Не хватало движения, то есть жизни. Феномен изображения,
задерживающегося на сетчатке глаза, был
известен с давних времен. Ребенком я узнал о нем из
чудесной книги Тома Тита («Занимательная наука»),
которая учила, как можно поэкспериментировать с
блюдцем и картонным кружком, — если его проткнуть
посередке, то получается карусель, на которой, стоит
мне только захотеть, поскачет лошадь или побежит
человеческий силуэт. Говорят, в Ангкоре похожее развлечение
устраивали себе кхмерские принцы, глядя
из окна проносившейся кареты на то, как шагают каменные
слоны. Не пора ли нам вернуться к античной
философской мысли, ко всем этим вопросам о том, насколько
реально движение, полет птиц, галоп лошадей,
которые все суть вариации Зеноновой стрелы? Фотография,
а потом и кинематограф принесли зачатки ответа.
Но разрешили ли они проблему времени?

«Прибытие поезда на вокзал Ла-Сьота», «Выход
рабочих с заводов Люмьер» мгновенно обессмысливают
эту тему. Подобные ожившие картины утверждают
реальность, демонстрируют ее весомо, грубо,
как принцип. Течение жизни становится данностью.
Зритель больше не размышляет. Он не отступает, чтобы
лучше разглядеть, не прищуривается. Он пугается,
очаровывается, ему смешно, он забывает обо всем.
Режиссер Робер Брессон вспоминает, как воздействовало
кино на своих первых зрителей. «Больше всего
нас удивило, — рассказывает он, — что шевелились
листья на деревьях».

В одном из первых фильмов, навеки запечатленных
синематографом, Луи Люмьер снимает своего
брата Огюста в кругу семьи, в саду, когда тот кормит
младенца, вкладывая пищу прямо ему в ротик. Это называется
«Завтрак ребенка». В глубине сада по листве
кустов пробегает легкий ветерок. Прошла сотня лет, но
мы испытываем все то же очарование этой обыденной
сценкой, будто это одно из наших собственных воспоминаний,
будто мы вот-вот услышим шепоток пробегающего
по саду ветра, услышим, как ложка звякает
о тарелку, и еще смех, нежные слова родителей.

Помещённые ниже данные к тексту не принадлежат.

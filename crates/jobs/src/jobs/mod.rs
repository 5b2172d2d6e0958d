pub mod collect;
pub mod trigger;
pub mod wait;

pub use collect::{collect, decode_report};
pub use trigger::{trigger, trigger_with_retry};
pub use wait::wait;
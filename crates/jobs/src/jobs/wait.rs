use std::time::Duration;

use nimscan_core::{
    JobService,
    models::{RunHandle, RunStatus},
};
use time::OffsetDateTime;
use tokio::time::{Instant, sleep_until};

use crate::deadline_after;

/// Poll `handle` until it reaches a terminal status or its deadline passes.
///
/// The deadline is `timeout` after the handle's trigger time. The run is
/// always polled at least once. Once the deadline is reached the handle is
/// TIMED_OUT, and a response still in flight at that point is dropped, even
/// if it would have reported success.
pub async fn wait(
    service: &dyn JobService,
    mut handle: RunHandle,
    poll_interval: Duration,
    timeout: Duration,
) -> RunHandle {
    if handle.is_dry_run() {
        handle.status = RunStatus::Succeeded;
        handle.completed_at = Some(OffsetDateTime::now_utc());
        return handle;
    }
    if handle.status.is_terminal() {
        return handle;
    }
    let Some(run_id) = handle.remote_id() else {
        tracing::warn!("{}: no run id, nothing to wait for", handle.target.name);
        return handle;
    };

    let elapsed: Duration =
        (OffsetDateTime::now_utc() - handle.triggered_at).try_into().unwrap_or_default();
    let deadline = deadline_after(timeout.saturating_sub(elapsed));
    let repo = handle.target.name.clone();
    let mut polls = 0u32;
    loop {
        if polls > 0 && Instant::now() >= deadline {
            break;
        }
        polls += 1;
        let response = tokio::select! {
            biased;
            response = service.get_run_status(&repo, run_id) => Some(response),
            _ = sleep_until(deadline) => None,
        };
        if Instant::now() >= deadline {
            if let Some(Ok(remote)) = response {
                tracing::debug!("{} (run {}): discarding late status {:?}", repo, run_id, remote);
            }
            break;
        }
        match response {
            Some(Ok(remote)) => {
                let status = remote.run_status();
                if status != handle.status {
                    tracing::debug!("{} (run {}): {} -> {}", repo, run_id, handle.status, status);
                    handle.status = status;
                }
                if status.is_terminal() {
                    handle.completed_at = Some(OffsetDateTime::now_utc());
                    tracing::info!("{} (run {}): completed ({})", repo, run_id, status);
                    return handle;
                }
            }
            Some(Err(e)) => {
                tracing::warn!("{} (run {}): failed to poll status: {}", repo, run_id, e);
            }
            None => break,
        }
        sleep_until((Instant::now() + poll_interval).min(deadline)).await;
    }

    tracing::warn!(
        "{} (run {}): timed out after {} minutes ({} polls)",
        repo,
        run_id,
        timeout.as_secs() / 60,
        polls
    );
    handle.status = RunStatus::TimedOut;
    handle.completed_at = Some(OffsetDateTime::now_utc());
    handle
}
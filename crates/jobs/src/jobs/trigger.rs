use std::{collections::BTreeMap, time::Duration};

use nimscan_core::{
    JobService, StartRequest, TargetSpec, TriggerError,
    models::{RunHandle, RunId, RunStatus},
    util::repo_slug,
};
use time::OffsetDateTime;
use tokio::time::sleep;

/// Issue one start request for `target`.
///
/// Dry runs produce a QUEUED handle with a synthetic identifier without
/// touching the service.
pub async fn trigger(
    service: &dyn JobService,
    target: &TargetSpec,
    dry_run: bool,
) -> Result<RunHandle, TriggerError> {
    if !target.enabled {
        return Err(TriggerError { transient: false, message: "target is disabled".into() });
    }
    if target.workflow.is_empty() || target.branch.is_empty() {
        return Err(TriggerError {
            transient: false,
            message: "workflow and branch must be set".into(),
        });
    }
    let triggered_at = OffsetDateTime::now_utc();
    if dry_run {
        tracing::info!(
            "[DRY RUN] Would trigger {} on {}@{}",
            target.workflow,
            target.name,
            target.branch
        );
        return Ok(RunHandle {
            target: target.clone(),
            run_id: Some(RunId::DryRun(format!("dry-run-{}", repo_slug(&target.name)))),
            triggered_at,
            status: RunStatus::Queued,
            completed_at: None,
            error: None,
        });
    }

    let mut inputs = BTreeMap::new();
    if !target.exclude_dirs.is_empty() {
        inputs.insert("exclude_dirs".to_string(), target.exclude_dirs.join(","));
    }
    let request = StartRequest {
        repo: target.name.clone(),
        workflow: target.workflow.clone(),
        branch: target.branch.clone(),
        inputs,
        not_before: triggered_at,
    };
    let run_id = service.start_job(&request).await?;
    tracing::info!(
        "Triggered {} on {}@{} (run {})",
        target.workflow,
        target.name,
        target.branch,
        run_id
    );
    Ok(RunHandle {
        target: target.clone(),
        run_id: Some(RunId::Remote(run_id)),
        triggered_at,
        status: RunStatus::Queued,
        completed_at: None,
        error: None,
    })
}

/// Trigger `target`, retrying transient failures `retries` times with
/// exponential backoff starting at `backoff`.
///
/// Never fails: a target that cannot be started gets a TRIGGER_ERROR handle.
pub async fn trigger_with_retry(
    service: &dyn JobService,
    target: &TargetSpec,
    dry_run: bool,
    retries: u32,
    backoff: Duration,
) -> RunHandle {
    let mut attempt = 0;
    loop {
        match trigger(service, target, dry_run).await {
            Ok(handle) => return handle,
            Err(e) if e.transient && attempt < retries => {
                let delay = backoff * (1 << attempt);
                attempt += 1;
                tracing::warn!(
                    "Failed to trigger {}, retrying in {}s (attempt {}/{}): {}",
                    target.name,
                    delay.as_secs(),
                    attempt,
                    retries,
                    e.message
                );
                sleep(delay).await;
            }
            Err(e) => {
                tracing::error!("Failed to trigger {}: {}", target.name, e);
                return RunHandle {
                    target: target.clone(),
                    run_id: None,
                    triggered_at: OffsetDateTime::now_utc(),
                    status: RunStatus::TriggerError,
                    completed_at: None,
                    error: Some(e.to_string()),
                };
            }
        }
    }
}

Я очень люблю лунную метафору. Не потому ли я и
вглядываюсь в свое детство, что мне так нравится свет
кинематографа, этот бледный, жемчужный, зернистый
свет, немного сероватый или, напротив, чрезмерно резкий,
свет, который, как говорится, светит, да не греет,
зато может оживлять сны и призраки? Луна — звезда
сновидений, ее диск — это серебряное зеркало, или,
быть может, линза, или еще то выпуклое зеркало, что
отражает пучок от электрической лампы проектора.
Проектор, ну точно как лунный свет, распространяет
сияние, совершающее путешествие во времени, прежде
чем оно доберется до белизны экрана. То, что он
освещает, — театр теней, ибо в ту минуту, когда на них
смотришь, несмотря на их движение и жизнь, эта реальность,
эти мужские и женские силуэты уже перестали
существовать.

Все помнят значительные технические трудности,
сопутствовашие изобретению кинематографа. В ранние
годы снимали лишенные движения сцены на пленэре,
в студии, простейшие опыты. Трудно увидеть в
этих трепетных, обольстительных кадрах что-то иное,
кроме плохой имитации реального.

Иногда это может спровоцировать эмоцию, вызвать
забавное замечание, на грани изумления. Но в
первые мгновения своей жизни кинематограф кажется
обреченным на интерьерные съемки (стена в глубине
пещеры). Вне помещения слишком яркое солнце,
слишком сильный ветер, может быть, слишком много
шевелящихся листьев на деревьях. Ночь, настоящая
ночь слишком темна, и пленка не может зафиксировать
сверкание звезд.

Если хотят иметь дело с искусством (а кажется,
именно этого и хотели — от создания «Фильм д’Ар»
до основания «Метро-Голдвин-Майер»), с приключением,
с любовью, с чувством, необходимо извлечь
кино из его хитроумной механической оболочки, забыть
его волшебные детские времена. Его истина лунная,
она в одно и то же время и далекая, и родная, она
изобретает реализм, но так никогда и не станет реальностью.
Все первые кинофильмы рассказывают интриги,
показывают сцены, заимствованные из романов
или театрального репертуара. Их вдохновляет нечто
среднее между мифом и фарсом. А ведь это именно
то, чего так ждут зрители. Моему отцу было всего семнадцать,
когда он на острове Маврикий узнал о том,
что семья разорена и грядет выселение из отчего дома.
Он пошел на обман, прибавив себе лет, и завербовался
добровольцем в британскую армию, чтобы ехать сражаться
в Европу, на ту войну, о которой ничего не знал.
Чтобы обмануть свою печаль, он пойдет посмотреть
один из первых игровых фильмов, которые показывают
в театре «Кюрпип», видавшем виды и перестроенном
под кинозал. Фильм называется «Эдип царь», по
Софоклу. Его режиссер — Андре Кальметт. Дата выхода
— 1908 год. Я так и не смог представить себе, на что
же он был похож, этот фильм, с драматической ролью
Муне-Сюлли, игравшего ослепленного Эдипа в духоте
маврикианской зимы, в то время как по гофрированному
железу крыши барабанили потоки дождя, над Мока
и родным домом собирались грозовые облака, и иная
гроза, куда более страшная, назревала на другом краю
света, над долиной Марны. У меня ничего не осталось
от того волнующего вечера. Только маленькая записная
книжка отца, в которой есть сделанная карандашом
пометка, полустершаяся от времени: «10 декабря
1914, ходил в кино смотреть «„Эдип царь“».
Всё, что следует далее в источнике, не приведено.